さらに、下流にある物流コストや、部品のライフサイクル全体も視野に入れています。企画から量産終了までの間に蓄積される情報やノウハウを、個人の経験に閉じず、組織の資産として活用できる状態をつくりたい。そのための基盤としてUPCYCLEを育てていきたいと考えています。

業界を絞って深く掘るという判断は、汎用AIの台頭という観点から見ても正しかったと感じています。製造業の調達に特化したデータと文脈を持っていることが、私たちの強みです。「SaaSがAIに置き換えられる」という議論もなされている現在ですが、業界固有の知識と実データを積み上げ続ける私たちのアプローチは、その流れとは異なるところにあると思っています。
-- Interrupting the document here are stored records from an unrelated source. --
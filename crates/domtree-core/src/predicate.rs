//! Descent and continuation predicates

use domtree_path::is_descendant;

use crate::config::PrefixMatch;
use crate::cursor::Cursor;
use crate::record::PathRecord;

/// Prefix tests used while walking a listing
#[derive(Debug, Clone, Copy, PartialEq, Eq)]
pub struct Predicates {
    separator: char,
    prefix_match: PrefixMatch,
}

impl Predicates {
    /// Create predicates for a separator and matching mode
    #[inline]
    #[must_use]
    pub fn new(separator: char, prefix_match: PrefixMatch) -> Self {
        Self {
            separator,
            prefix_match,
        }
    }

    /// Check if `candidate` lies below `ancestor`
    #[inline]
    #[must_use]
    pub fn descends(&self, ancestor: &str, candidate: &str) -> bool {
        match self.prefix_match {
            PrefixMatch::Boundary => is_descendant(ancestor, candidate, self.separator),
            PrefixMatch::Raw => candidate.starts_with(ancestor),
        }
    }

    /// Does the next unconsumed record belong under `current`?
    ///
    /// False when the cursor is exhausted.
    #[inline]
    #[must_use]
    pub fn should_descend(&self, current: &PathRecord, cursor: &Cursor<'_>) -> bool {
        cursor
            .peek()
            .is_some_and(|next| self.descends(&current.path, &next.path))
    }

    /// Does the level enclosed by `parent` have another member?
    ///
    /// False when the cursor is exhausted. The top level (`parent` is
    /// `None`) continues until the listing runs out.
    #[inline]
    #[must_use]
    pub fn should_continue(&self, parent: Option<&PathRecord>, cursor: &Cursor<'_>) -> bool {
        let Some(next) = cursor.peek() else {
            return false;
        };
        match parent {
            Some(parent) => self.descends(&parent.path, &next.path),
            None => true,
        }
    }
}

impl Default for Predicates {
    fn default() -> Self {
        Self::new(domtree_path::SEPARATOR, PrefixMatch::Boundary)
    }
}

#[cfg(test)]
mod tests {
    use super::*;

    fn records(paths: &[&str]) -> Vec<PathRecord> {
        paths.iter().map(|p| PathRecord::from_path(*p)).collect()
    }

    #[test]
    fn boundary_match_rejects_shared_text_prefix() {
        let predicates = Predicates::default();
        assert!(predicates.descends("/a", "/a/x"));
        assert!(!predicates.descends("/a", "/a-extra"));
        assert!(!predicates.descends("/a", "/a"));
    }

    #[test]
    fn raw_match_accepts_shared_text_prefix() {
        let predicates = Predicates::new('/', PrefixMatch::Raw);
        assert!(predicates.descends("/a", "/a/x"));
        assert!(predicates.descends("/a", "/a-extra"));
    }

    #[test]
    fn descend_checks_next_record() {
        let listing = records(&["/a", "/a/x", "/b"]);
        let predicates = Predicates::default();
        let mut cursor = Cursor::new(&listing);

        let (_, a) = cursor.advance().unwrap();
        assert!(predicates.should_descend(a, &cursor));
        let (_, x) = cursor.advance().unwrap();
        assert!(!predicates.should_descend(x, &cursor));
        let (_, b) = cursor.advance().unwrap();
        assert!(!predicates.should_descend(b, &cursor));
    }

    #[test]
    fn continue_against_enclosing_parent() {
        let listing = records(&["/a", "/a/x", "/a/y", "/b"]);
        let predicates = Predicates::default();
        let mut cursor = Cursor::new(&listing);

        let (_, a) = cursor.advance().unwrap();
        let _ = cursor.advance();
        assert!(predicates.should_continue(Some(a), &cursor));
        let _ = cursor.advance();
        assert!(!predicates.should_continue(Some(a), &cursor));
        assert!(predicates.should_continue(None, &cursor));
        let _ = cursor.advance();
        assert!(!predicates.should_continue(None, &cursor));
        assert!(!predicates.should_continue(Some(a), &cursor));
    }

    #[test]
    fn custom_separator() {
        let predicates = Predicates::new('.', PrefixMatch::Boundary);
        assert!(predicates.descends(".a", ".a.b"));
        assert!(!predicates.descends(".a", ".ab"));
        assert!(!predicates.descends("/a", "/a/b"));
    }
}
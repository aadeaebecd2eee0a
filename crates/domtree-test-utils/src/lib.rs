//! Testing utilities for the domain tree workspace
//!
//! Shared listings, record constructors and tree-shape helpers.

#![allow(missing_docs)]

use domtree_core::{MenuForest, MenuNode, PathKind, PathRecord};
use uuid::Uuid;

/// Scenario 1: three top-level leaves
pub const FLAT: &[&str] = &["/a", "/b", "/c"];

/// Scenario 2: one folder with two leaves, then a leaf
pub const NESTED: &[&str] = &["/a", "/a/x", "/a/y", "/b"];

/// Scenario 3: three levels
pub const THREE_LEVEL: &[&str] = &["/a", "/a/x", "/a/x/1", "/a/y", "/b"];

/// Sibling names sharing text without a separator between them
pub const SHARED_TEXT_PREFIX: &[&str] = &["/a", "/a-extra"];

pub fn records(paths: &[&str]) -> Vec<PathRecord> {
    paths.iter().map(|p| PathRecord::from_path(*p)).collect()
}

pub fn domain(path: &str) -> PathRecord {
    PathRecord::from_path(path).with_kind(PathKind::Domain)
}

pub fn item(path: &str) -> PathRecord {
    let uuid = Uuid::new_v4();
    PathRecord::from_path(path)
        .with_kind(PathKind::Item)
        .with_uuid(uuid)
        .with_url(format!("http://localhost:8081/api/item/{uuid}"))
}

/// Listing shaped like a description namespace under `/desc`
pub fn description_listing() -> Vec<PathRecord> {
    vec![
        domain("/desc"),
        domain("/desc/ActivityDesc"),
        item("/desc/ActivityDesc/CreateItem"),
        item("/desc/ActivityDesc/EditDefinition"),
        domain("/desc/Schema"),
        item("/desc/Schema/Item"),
        domain("/desc/Script"),
        domain("/desc/dev"),
        item("/desc/dev/TestItem"),
    ]
}

/// Well-formed listing of a full `fanout`-ary tree of `depth` levels
///
/// Segment names are zero-padded so text order matches listing order.
pub fn balanced_listing(fanout: usize, depth: usize) -> Vec<PathRecord> {
    fn walk(prefix: &str, fanout: usize, depth: usize, out: &mut Vec<PathRecord>) {
        if depth == 0 {
            return;
        }
        for i in 0..fanout {
            let path = format!("{prefix}/n{i:03}");
            out.push(PathRecord::from_path(path.clone()));
            walk(&path, fanout, depth - 1, out);
        }
    }
    let mut out = Vec::new();
    walk("", fanout, depth, &mut out);
    out
}

/// Compact nested rendering: `a(x,y(1)),b`
pub fn outline(forest: &MenuForest) -> String {
    fn level(nodes: &[MenuNode]) -> String {
        nodes
            .iter()
            .map(|n| {
                if n.children().is_empty() {
                    n.label().to_string()
                } else {
                    format!("{}({})", n.label(), level(n.children()))
                }
            })
            .collect::<Vec<_>>()
            .join(",")
    }
    level(forest.roots())
}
──最後に、製造業をどんな形に変えていきたいですか。

製造業そのものを変えていくという大きな目標はもちろんあります。ただ、まず私たちが実現したいのは、「調達」という部署をもっと光り輝く存在にすることです。

海外では、CPO(調達責任者)の役職が置かれるほど、調達は経営において重要な機能として認識されています。一方で日本では、調達という仕事の存在意義や重要性が、まだ十分に評価されていないと感じています。

これまでの日本では、ものづくりの力が強く、「良いものを作れば売れる」という考え方が一般的でした。しかしこれからの時代、自社だけで製品をつくり、競争力を維持していくことには限界があります。日本には、優れた技術や知見を持つサプライヤーが数多く存在しています。そうした力をきちんと取り込み、製品づくりに反映していかなければ、日本の製造業は厳しくなっていくと思っています。

だからこそ、調達はもっと注目されるべきです。私たちのシステムを使ってくださる調達担当の方々が、「調達が強いから、この会社は強い」と胸を張れる状態をつくりたい。その積み重ねが、調達力を強みにした日本の製造業の競争力につながっていくと考えています。